I believe it's possible to run out of non-random quests before opening everyone; it certainly seems to be where my group is headed. We'll probably miss Saw and Lightning Bolts altogether.
Why that design decision happened:
My brute got to the treasure and found a blueprint he will definitely want to purchase
She's never really played a board game like this so we failed the first scenario a couple of times but now we've got things under control. We're running a brute/mindthief combo and it's working out alright, just finished scenario 3 tonight! I think we've got like 5 places we could go next? I've got the feeling we've got our weekends cut out for us for awhile.
2-Box Character Stuff
Brute+Cragheart seem really solid together.
Minor Potion of Stamina seems insane.
Looking at Cthulhu's cards-- Dang.
I think that might vary by character and by how much you've upgraded your cards. If you have a good/important non-lost card or two that you want to be using all the time, it's pretty good, but so far I haven't found it to be that useful for my level 1 scoundrel. Most of my cards are pretty samey, so it doesn't do much other than stave off exhaustion for one turn.
I went back and reread it says "recover discarded" instead of "recover lost". Whoops!

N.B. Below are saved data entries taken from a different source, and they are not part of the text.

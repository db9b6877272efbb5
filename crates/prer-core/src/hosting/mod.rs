//! Git hosting backends.
//!
//! Each backend opens a pull request (or merge request) from a deployment
//! branch into the target branch. The backend is chosen once at startup from
//! its configured name; an unknown name is a configuration error.

pub mod bitbucket;
pub mod github;
pub mod gitlab;

use std::fmt;
use std::str::FromStr;
use std::sync::Arc;

use async_trait::async_trait;
use reqwest::StatusCode;

use crate::error::{PrerError, Result};

pub use bitbucket::{BitbucketConfig, BitbucketServer};
pub use github::{GitHubConfig, GitHubServer};
pub use gitlab::{GitLabConfig, GitLabServer};

/// User agent sent to every hosting API.
pub(crate) const USER_AGENT: &str = concat!("prer/", env!("CARGO_PKG_VERSION"));

/// Pull request creation on a hosting backend.
#[async_trait]
pub trait GitServer: Send + Sync {
    async fn create_pr(&self, from: &str, to: &str, title: &str, body: &str) -> Result<()>;
}

/// Supported hosting products.
#[derive(Debug, Clone, Copy, PartialEq, Eq)]
pub enum GitHost {
    GitHub,
    GitLab,
    Bitbucket,
}

impl FromStr for GitHost {
    type Err = PrerError;

    fn from_str(s: &str) -> Result<Self> {
        match s {
            "github" => Ok(GitHost::GitHub),
            "gitlab" => Ok(GitHost::GitLab),
            "bitbucket" => Ok(GitHost::Bitbucket),
            other => Err(PrerError::UnknownGitHost(other.to_string())),
        }
    }
}

impl fmt::Display for GitHost {
    fn fmt(&self, f: &mut fmt::Formatter<'_>) -> fmt::Result {
        let name = match self {
            GitHost::GitHub => "github",
            GitHost::GitLab => "gitlab",
            GitHost::Bitbucket => "bitbucket",
        };
        f.write_str(name)
    }
}

/// Settings for every backend; only the selected one is used.
#[derive(Debug, Clone, Default)]
pub struct HostingConfig {
    pub github: GitHubConfig,
    pub gitlab: GitLabConfig,
    pub bitbucket: BitbucketConfig,
}

/// Build the server for `host`.
pub fn connect(host: GitHost, config: &HostingConfig) -> Result<Arc<dyn GitServer>> {
    let server: Arc<dyn GitServer> = match host {
        GitHost::GitHub => Arc::new(GitHubServer::new(config.github.clone())?),
        GitHost::GitLab => Arc::new(GitLabServer::new(config.gitlab.clone())?),
        GitHost::Bitbucket => Arc::new(BitbucketServer::new(config.bitbucket.clone())?),
    };
    Ok(server)
}

pub(crate) fn http_client() -> Result<reqwest::Client> {
    Ok(reqwest::Client::builder().user_agent(USER_AGENT).build()?)
}

/// Result of a creation request the backend answered.
#[derive(Debug, Clone, Copy, PartialEq, Eq)]
pub(crate) enum Created {
    New,
    AlreadyOpen,
}

/// Turn a response status into an outcome; `exists` recognises the
/// backend's "already open" answer.
pub(crate) fn outcome(
    from: &str,
    to: &str,
    status: StatusCode,
    body: &str,
    exists: impl Fn(StatusCode, &str) -> bool,
) -> Result<Created> {
    if status.is_success() {
        return Ok(Created::New);
    }
    if exists(status, body) {
        return Ok(Created::AlreadyOpen);
    }
    Err(PrerError::CreatePr {
        source_branch: from.to_string(),
        target_branch: to.to_string(),
        reason: format!("{status}: {}", body.trim()),
    })
}
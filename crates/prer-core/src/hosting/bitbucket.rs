//! Bitbucket Server pull requests.

use async_trait::async_trait;
use reqwest::StatusCode;
use serde::Serialize;
use tracing::info;

use super::{http_client, outcome, Created, GitServer};
use crate::error::{PrerError, Result};

/// Bitbucket Server connection settings.
#[derive(Debug, Clone, Default)]
pub struct BitbucketConfig {
    /// Full pull-request endpoint, e.g.
    /// `https://bitbucket.acme.io/rest/api/1.0/projects/OPS/repos/gitops/pull-requests`.
    pub api_pr_endpoint: String,
    pub user: String,
    pub password: String,
}

#[derive(Debug, Serialize)]
struct Ref {
    id: String,
}

#[derive(Debug, Serialize)]
#[serde(rename_all = "camelCase")]
struct NewPullRequest<'a> {
    title: &'a str,
    description: &'a str,
    state: &'static str,
    open: bool,
    closed: bool,
    from_ref: Ref,
    to_ref: Ref,
    locked: bool,
}

impl<'a> NewPullRequest<'a> {
    fn new(from: &str, to: &str, title: &'a str, description: &'a str) -> Self {
        Self {
            title,
            description,
            state: "OPEN",
            open: true,
            closed: false,
            from_ref: Ref {
                id: format!("refs/heads/{from}"),
            },
            to_ref: Ref {
                id: format!("refs/heads/{to}"),
            },
            locked: false,
        }
    }
}

pub struct BitbucketServer {
    config: BitbucketConfig,
    http: reqwest::Client,
}

impl BitbucketServer {
    pub fn new(config: BitbucketConfig) -> Result<Self> {
        Ok(Self {
            config,
            http: http_client()?,
        })
    }
}

#[async_trait]
impl GitServer for BitbucketServer {
    async fn create_pr(&self, from: &str, to: &str, title: &str, body: &str) -> Result<()> {
        if self.config.api_pr_endpoint.is_empty() {
            return Err(PrerError::InvalidConfig(
                "bitbucket_api_pr_endpoint is required".to_string(),
            ));
        }

        let response = self
            .http
            .post(&self.config.api_pr_endpoint)
            .basic_auth(&self.config.user, Some(&self.config.password))
            .json(&NewPullRequest::new(from, to, title, body))
            .send()
            .await?;

        let status = response.status();
        let text = response.text().await.unwrap_or_default();
        match outcome(from, to, status, &text, |s, _| s == StatusCode::CONFLICT)? {
            Created::New => info!(from, to, "created Bitbucket pull request"),
            Created::AlreadyOpen => info!(from, to, "Bitbucket pull request already exists"),
        }
        Ok(())
    }
}

#[cfg(test)]
mod tests {
    use super::*;

    #[test]
    fn test_payload_shape() {
        let value = serde_json::to_value(NewPullRequest::new("deploy/a", "master", "t", "d")).unwrap();
        assert_eq!(value["fromRef"]["id"], "refs/heads/deploy/a");
        assert_eq!(value["toRef"]["id"], "refs/heads/master");
        assert_eq!(value["state"], "OPEN");
        assert_eq!(value["open"], true);
        assert_eq!(value["locked"], false);
    }

    #[tokio::test]
    async fn test_create_pr_uses_basic_auth() {
        let mut server = mockito::Server::new_async().await;
        // "ci:secret" in base64
        let mock = server
            .mock("POST", "/rest/api/1.0/projects/OPS/repos/gitops/pull-requests")
            .match_header("authorization", "Basic Y2k6c2VjcmV0")
            .match_body(mockito::Matcher::PartialJson(serde_json::json!({
                "title": "GitOps deployment deploy/a",
                "fromRef": {"id": "refs/heads/deploy/a"},
            })))
            .with_status(201)
            .create_async()
            .await;

        let bb = BitbucketServer::new(BitbucketConfig {
            api_pr_endpoint: format!("{}/rest/api/1.0/projects/OPS/repos/gitops/pull-requests", server.url()),
            user: "ci".to_string(),
            password: "secret".to_string(),
        })
        .unwrap();
        bb.create_pr("deploy/a", "master", "GitOps deployment deploy/a", "deploy/a")
            .await
            .unwrap();
        mock.assert_async().await;
    }

    #[tokio::test]
    async fn test_server_error_is_reported() {
        let mut server = mockito::Server::new_async().await;
        let _mock = server
            .mock("POST", "/prs")
            .with_status(500)
            .with_body("boom")
            .create_async()
            .await;

        let bb = BitbucketServer::new(BitbucketConfig {
            api_pr_endpoint: format!("{}/prs", server.url()),
            user: "ci".to_string(),
            password: "secret".to_string(),
        })
        .unwrap();
        let err = bb.create_pr("deploy/a", "master", "t", "d").await.unwrap_err();
        assert!(matches!(err, PrerError::CreatePr { .. }));
    }
}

I had been recovering lost cards
Without spoiling, it matters.
Anyway, session report for this week: spoilers for scenarios #3 and #8, a few events, and the Sanctuary donation unlock.
Naturally we immediately entered a pie-eating contest after this, because nothing says cheerful like hurling up a bunch of apple and pastry. At least the audience was impressed. The Sanctuary doesn't discriminate when it comes to donations, though, and gold from fruit-stained hobos is as good as any other. (We unlocked the ability to... donate more gold. But a surer path to prosperity is quite nice).
Didn't take a great deal of thought to agree with the guard telling us that Jekserah is a bit of a dick, and so it was off to her warehouse (#8), which (shock, surprise) was full of the skeletons we've been trying to avoid. Sigh. At least the indoor environment provided plenty of walls and tables for the Cragheart to throw them into. (He might also have stolen a treasure that the Scoundrel stepped into a trap for). He was thoroughly shown up in the final room, at least, when the Brute basically headbutted one of Jekserah's massive bodyguards to death by himself, and a combination of poison and a brutal point-blank flintlock blast mostly dealt with the other. The merchant herself has fled, sadly, but we have plenty of adventure options now between a side quest, the crypts, and the leads she left behind.
(Despite playing on Hard now and with only three players, we pretty much steamrolled both missions. The guards at the camp seemed to just shield/retaliate 90% of the time, and the shamans did regular move-and-attacks apart from a couple of heals. The undead at the warehouse went down real fast, and the Inox Bodyguards had all of about two rounds of actions; the Brute seriously just crushed one by himself with enormous crits after using his fastest move and boots of striding, followed by that "attack X, where X is how much you moved", plus the helmet that adds one damage for faster movement. Still fun, though.)
Josh is right. Enemy level, according to the rule book, should be (party's average level)/2, rounded up. So you shouldn't be playing against level 2 monsters until your party has an average level of 3.
Bingo. Exhaustion is the only real danger in the game, which means you need to keep as many cards in your hand/discard as possible. Losing a card early in the scenario is roughly equal to giving up 3-4 turns; you should only burn a card when it seems worth it to give up 3 turns for the card's effect.
That one's kind of a beast regardless, mostly because you have relatively few tools to apply to it. Isaac seemed to want people to learn by doing, so he set that up the way he did to show players they need to hustle while still being thoughtful about what risks they take, imo.